Again, this is something that people in marriages or civil partnerships are saved the indignity of. Since civil partnerships became law in 2004, any couples in same sex and heterosexual marriages, where the estate exceeds the maximum threshold, are protected from IHT until both partners die.

Most notably, the longstanding plight of the Burden sisters highlights the overwhelming injustice of this issue. Whilst living unmarried together in their family home, they have continuously petitioned the government to acknowledge relationships like their own and protect their rights.

They argued that long-term cohabiting siblings deserve equal protections to those in sexual relationships for IHT purposes. Unfortunately, The European Court of Human Rights ruled against them in 2008. Since that time, very little has changed and those cohabiting outside of marriage are cast aside and overlooked.

Lord Lexden, conservative member of the House of Lords, commented: “Denied the option to form civil partnerships—though, contrary to widespread belief, there is nothing in the civil partnerships legislation to say that any sexual element is needed—they are denied all the rights that both married couples and civil partners enjoy. Yet cohabiting couples who are related by blood are no less likely to be either financially or emotionally interdependent than those whose union is sexual.

“The hardships that must be borne by those who live together in a relationship based on family ties range from the denial of shared income tax allowances and pension rights to complications with passing on rented tenancies after the death of the first cohabitant and the denial of the spousal exemption from inheritance tax.
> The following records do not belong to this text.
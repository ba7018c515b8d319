/*
 * SPDX-FileCopyrightText: 2026 The pagerank-pools authors
 *
 * SPDX-License-Identifier: Apache-2.0 OR LGPL-2.1-or-later
 */

use rand::{rngs::SmallRng, Rng, SeedableRng};

use crate::graphs::dual_graph::DualGraph;

/// Provides an implementation of Erdös-Rényi random graphs.
///
/// The Erdös-Rényi random graph model is a simple model for generating random
/// graphs. It is parameterized by the number of nodes `n` and the probability
/// `p` of an arc between any two nodes. In this implementation, loops are never
/// included, and since every ordered pair is considered exactly once there are
/// no duplicate arcs.
///
/// To obtain on average *m* arcs, use *p* = *m* / (*n* (*n* − 1)), as done by
/// [`with_expected_arcs`](Self::with_expected_arcs).
///
/// Note that the time required to generate the graph is quadratic in `n`.
#[derive(Debug, Clone)]
pub struct ErdosRenyi {
    n: usize,
    p: f64,
    seed: u64,
}

impl ErdosRenyi {
    /// Create a new Erdös-Rényi random graph, given the number of
    /// nodes, the probability of an arc between any two nodes, and a
    /// seed for the [pseudorandom number generator](SmallRng).
    pub fn new(n: usize, p: f64, seed: u64) -> Self {
        assert!((0.0..=1.0).contains(&p), "p must be in [0..1]");
        Self { n, p, seed }
    }

    /// Create a new Erdös-Rényi random graph with `m` expected arcs.
    pub fn with_expected_arcs(n: usize, m: u64, seed: u64) -> Self {
        let pairs = n as f64 * n.saturating_sub(1) as f64;
        let p = if pairs == 0.0 {
            0.0
        } else {
            (m as f64 / pairs).min(1.0)
        };
        Self::new(n, p, seed)
    }

    pub fn num_nodes(&self) -> usize {
        self.n
    }

    /// Returns the arcs of the graph, sorted lexicographically.
    pub fn arcs(&self) -> impl Iterator<Item = (usize, usize)> {
        let (n, p) = (self.n, self.p);
        let mut rng = SmallRng::seed_from_u64(self.seed);
        (0..n)
            .flat_map(move |x| (0..n).map(move |y| (x, y)))
            .filter(move |&(x, y)| x != y && rng.random_bool(p))
    }

    /// Builds the graph.
    pub fn generate(&self) -> DualGraph {
        DualGraph::from_arcs(self.n, self.arcs())
    }
}
/*
 * SPDX-FileCopyrightText: 2026 The pagerank-pools authors
 *
 * SPDX-License-Identifier: Apache-2.0 OR LGPL-2.1-or-later
 */

use std::sync::Arc;
use std::thread::{Scope, ScopedJoinHandle};

use super::{PendingCounter, TaskQueue};
use crate::error::{Error, Result};

/// A fixed-size pool of scoped worker threads consuming tasks from a
/// [`TaskQueue`].
///
/// Every worker runs the same handler on the tasks it pops. The pool keeps a
/// [`PendingCounter`] of the submitted tasks, so that the submitting thread
/// can [`wait`](TaskPool::wait) until all of them have been handled, and then
/// submit a new batch to the same workers.
///
/// Workers are spawned in a [`Scope`], so tasks and the handler can borrow
/// data living outside the scope. Dropping the pool stops the workers (after
/// they have drained the queue) and joins them.
///
/// # Examples
///
/// ```
/// use std::sync::atomic::{AtomicUsize, Ordering};
/// use pagerank_pools::utils::sync::TaskPool;
///
/// let sum = AtomicUsize::new(0);
/// std::thread::scope(|s| -> pagerank_pools::Result<()> {
///     let pool = TaskPool::new(s, 4, |x: usize| {
///         sum.fetch_add(x, Ordering::Relaxed);
///     })?;
///     for x in 0..100 {
///         pool.submit(x);
///     }
///     pool.wait()?;
///     assert_eq!(sum.load(Ordering::Relaxed), 4950);
///     pool.shutdown()
/// })?;
/// # Ok::<(), pagerank_pools::Error>(())
/// ```
pub struct TaskPool<'scope, T> {
    shared: Arc<Shared<T>>,
    workers: Vec<ScopedJoinHandle<'scope, ()>>,
}

struct Shared<T> {
    queue: TaskQueue<T>,
    pending: PendingCounter,
}

/// Completes a task when dropped, reporting a failure instead if the thread
/// is unwinding.
struct CompletionGuard<'a>(&'a PendingCounter);

impl Drop for CompletionGuard<'_> {
    fn drop(&mut self) {
        if std::thread::panicking() {
            self.0.fail();
        } else {
            self.0.complete();
        }
    }
}

impl<T> std::fmt::Debug for TaskPool<'_, T> {
    fn fmt(&self, f: &mut std::fmt::Formatter<'_>) -> std::fmt::Result {
        f.debug_struct("TaskPool")
            .field("num_threads", &self.workers.len())
            .field("pending", &self.shared.pending.pending())
            .finish_non_exhaustive()
    }
}

impl<'scope, T: Send + 'scope> TaskPool<'scope, T> {
    /// Spawns `num_threads` workers in `scope`, each running `handler` on the
    /// tasks it pops from the queue.
    ///
    /// If a worker cannot be spawned, the workers spawned so far are stopped
    /// and joined, and [`Error::Spawn`] is returned.
    ///
    /// # Panics
    ///
    /// Panics if `num_threads` is zero.
    pub fn new<'env, F>(
        scope: &'scope Scope<'scope, 'env>,
        num_threads: usize,
        handler: F,
    ) -> Result<Self>
    where
        F: Fn(T) + Send + Sync + 'scope,
    {
        assert!(num_threads > 0, "A pool needs at least one thread");
        let shared = Arc::new(Shared {
            queue: TaskQueue::new(),
            pending: PendingCounter::new(),
        });
        let handler = Arc::new(handler);
        let mut pool = Self {
            shared,
            workers: Vec::with_capacity(num_threads),
        };

        for index in 0..num_threads {
            let shared = Arc::clone(&pool.shared);
            let handler = Arc::clone(&handler);
            let worker = std::thread::Builder::new()
                .name(format!("task-worker-{index}"))
                .spawn_scoped(scope, move || {
                    log::trace!("Worker {index} started");
                    while let Some(task) = shared.queue.pop() {
                        let _guard = CompletionGuard(&shared.pending);
                        (*handler)(task);
                    }
                    log::trace!("Worker {index} stopped");
                })
                // Dropping the pool stops and joins the workers spawned so far
                .map_err(|source| Error::Spawn { index, source })?;
            pool.workers.push(worker);
        }

        Ok(pool)
    }

    /// Returns the number of worker threads.
    pub fn num_threads(&self) -> usize {
        self.workers.len()
    }

    /// Submits a task to the pool.
    pub fn submit(&self, task: T) {
        // The task must be counted before any worker can complete it
        self.shared.pending.add(1);
        self.shared.queue.push(task);
    }

    /// Blocks until all tasks submitted so far have been handled.
    ///
    /// Returns [`Error::WorkerPanicked`] as soon as the handler panics on some
    /// task, in which case other tasks might still be running.
    pub fn wait(&self) -> Result<()> {
        if self.shared.pending.wait() {
            Ok(())
        } else {
            Err(Error::WorkerPanicked)
        }
    }

    /// Stops the workers once the queue is empty and joins them.
    ///
    /// Returns [`Error::WorkerPanicked`] if some worker panicked.
    pub fn shutdown(mut self) -> Result<()> {
        self.shared.queue.stop();
        let mut result = Ok(());
        for worker in self.workers.drain(..) {
            if worker.join().is_err() {
                result = Err(Error::WorkerPanicked);
            }
        }
        result
    }
}

impl<T> Drop for TaskPool<'_, T> {
    fn drop(&mut self) {
        self.shared.queue.stop();
        for worker in self.workers.drain(..) {
            let _ = worker.join();
        }
    }
}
Without the last of these, many cohabiting family members who bought their homes jointly decades ago, when property was comparatively cheap, face old age with the anxiety of knowing that they may be forced to sell the home, with all its much-loved associations, to raise inheritance tax when the first member of the couple dies.

“Some of the provisions of the Bill before the House today—the right to have an insurable interest in the life of a partner, the right to succeed to a partner’s estate under intestacy rules, and so on—would be of the greatest value to cohabiting siblings and other family members who pair up, whether as companions through life or, as is frequently the case, as carers of an elderly relative. So I ask: why should they be excluded from this Bill simply because their relationship is platonic? Why single out for discrimination the only group of people left who have no access, through any means, to any legal rights and are crying out for them? Why assume that the only kind of relationship worthy of legal protection should be one based on sex, when two family members living together in adulthood in the way I have described so obviously represent a social good?”

Lord Marks of Henley-on-Thames (LD), commented: “The present law is a charter for partners in cohabiting couples, whether inadvertently or deliberately, to take financial advantage of their relationship and to walk away when it ends, leaving the other party disadvantaged and without redress. Then again, if one partner dies without a will, the other will inherit nothing as of right from the estate, not even the home they lived in together. The Bill would ensure that where a relationship between qualifying cohabiting couples breaks down, the court could adjust the economic impact of the relationship so they share that impact more fairly. I would hope and expect that were these provisions to be enacted, couples would settle the financial consequences of breakdown amicably and without the need for court proceedings.”

Should more be done to help people in cohabiting relationships? Will these suggestions make a significant difference to those living together without the current protections of civil partnerships?